### Prompt
Copy each of the records exactly.

*** Information provided Section Begins ***

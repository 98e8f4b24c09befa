//! Shared UI components reusable across panels
//!
//! Contains:
//! - `badge` - Colored verdict badge

pub mod badge;
//! # mixte_core - Composite Construction Course Engine
//!
//! `mixte_core` holds everything behind the Construction Mixte course:
//! the Eurocode 4 calculators for composite slabs, columns and beams, the
//! email allow-list gate with its local session, and the rules of the
//! anti-copy layer. All inputs, results and errors are JSON-serializable so
//! the GUI, the CLI and tests share one representation.
//!
//! ## Design Philosophy
//!
//! - **Stateless calculators**: pure functions from a typed input to a result
//! - **Immutable tables**: profiles, grades and decks built once on first use
//! - **Explicit state**: the session lives in a [`access::SessionStore`]
//!   passed to the gate, never in a global
//! - **Rich errors**: one structured [`CalcError`] for alerts and exit codes
//!
//! ## Quick Start
//!
//! ```rust
//! use mixte_core::calculations::CalculatorKind;
//! use mixte_core::forms::FormValues;
//!
//! let values = FormValues::new()
//!     .with("profile", "IPE 300")
//!     .with("steel", "S355")
//!     .with("shear_ed", "200");
//! let report = CalculatorKind::BeamShear.run(&values).unwrap();
//! assert!(report.passes());
//! ```
//!
//! ## Modules
//!
//! - [`calculations`] - Calculators, reports and the calculator registry
//! - [`equations`] - Shared closed-form formulas
//! - [`materials`] - Steel, concrete and deck tables
//! - [`forms`] - Raw form values and field descriptions
//! - [`access`] - Allow-list gate, sessions and login redirects
//! - [`protection`] - Blocked shortcuts, notification and watermark
//! - [`config`] - Layered configuration
//! - [`logging`] - Tracing subscriber setup
//! - [`units`] - Type-safe unit wrappers
//! - [`format`] - Number formatting for display
//! - [`errors`] - Structured error types

pub mod access;
pub mod calculations;
pub mod config;
pub mod equations;
pub mod errors;
pub mod format;
pub mod forms;
pub mod logging;
pub mod materials;
pub mod protection;
pub mod units;

// Re-export commonly used types at crate root for convenience
pub use calculations::{CalculationItem, CalculatorKind, Course, Report, Verdict};
pub use config::Config;
pub use errors::{CalcError, CalcResult};
pub use forms::FormValues;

*** Information provided Section Ends ***

### Output of the exercise
repository 98e8f4b24c09befa
//! Shared UI components reusable across panels
//!
//! Contains:
//! - `badge` - Colored verdict badge

pub mod badge;
//! # mixte_core - Composite Construction Course Engine
//!
//! `mixte_core` holds everything behind the Construction Mixte course:
//! the Eurocode 4 calculators for composite slabs, columns and beams, the
//! email allow-list gate with its local session, and the rules of the
//! anti-copy layer. All inputs, results and errors are JSON-serializable so
//! the GUI, the CLI and tests share one representation.
//!
//! ## Design Philosophy
//!
//! - **Stateless calculators**: pure functions from a typed input to a result
//! - **Immutable tables**: profiles, grades and decks built once on first use
//! - **Explicit state**: the session lives in a [`access::SessionStore`]
//!   passed to the gate, never in a global
//! - **Rich errors**: one structured [`CalcError`] for alerts and exit codes
//!
//! ## Quick Start
//!
//! ```rust
//! use mixte_core::calculations::CalculatorKind;
//! use mixte_core::forms::FormValues;
//!
//! let values = FormValues::new()
//!     .with("profile", "IPE 300")
//!     .with("steel", "S355")
//!     .with("shear_ed", "200");
//! let report = CalculatorKind::BeamShear.run(&values).unwrap();
//! assert!(report.passes());
//! ```
//!
//! ## Modules
//!
//! - [`calculations`] - Calculators, reports and the calculator registry
//! - [`equations`] - Shared closed-form formulas
//! - [`materials`] - Steel, concrete and deck tables
//! - [`forms`] - Raw form values and field descriptions
//! - [`access`] - Allow-list gate, sessions and login redirects
//! - [`protection`] - Blocked shortcuts, notification and watermark
//! - [`config`] - Layered configuration
//! - [`logging`] - Tracing subscriber setup
//! - [`units`] - Type-safe unit wrappers
//! - [`format`] - Number formatting for display
//! - [`errors`] - Structured error types

pub mod access;
pub mod calculations;
pub mod config;
pub mod equations;
pub mod errors;
pub mod format;
pub mod forms;
pub mod logging;
pub mod materials;
pub mod protection;
pub mod units;

// Re-export commonly used types at crate root for convenience
pub use calculations::{CalculationItem, CalculatorKind, Course, Report, Verdict};
pub use config::Config;
pub use errors::{CalcError, CalcResult};
pub use forms::FormValues;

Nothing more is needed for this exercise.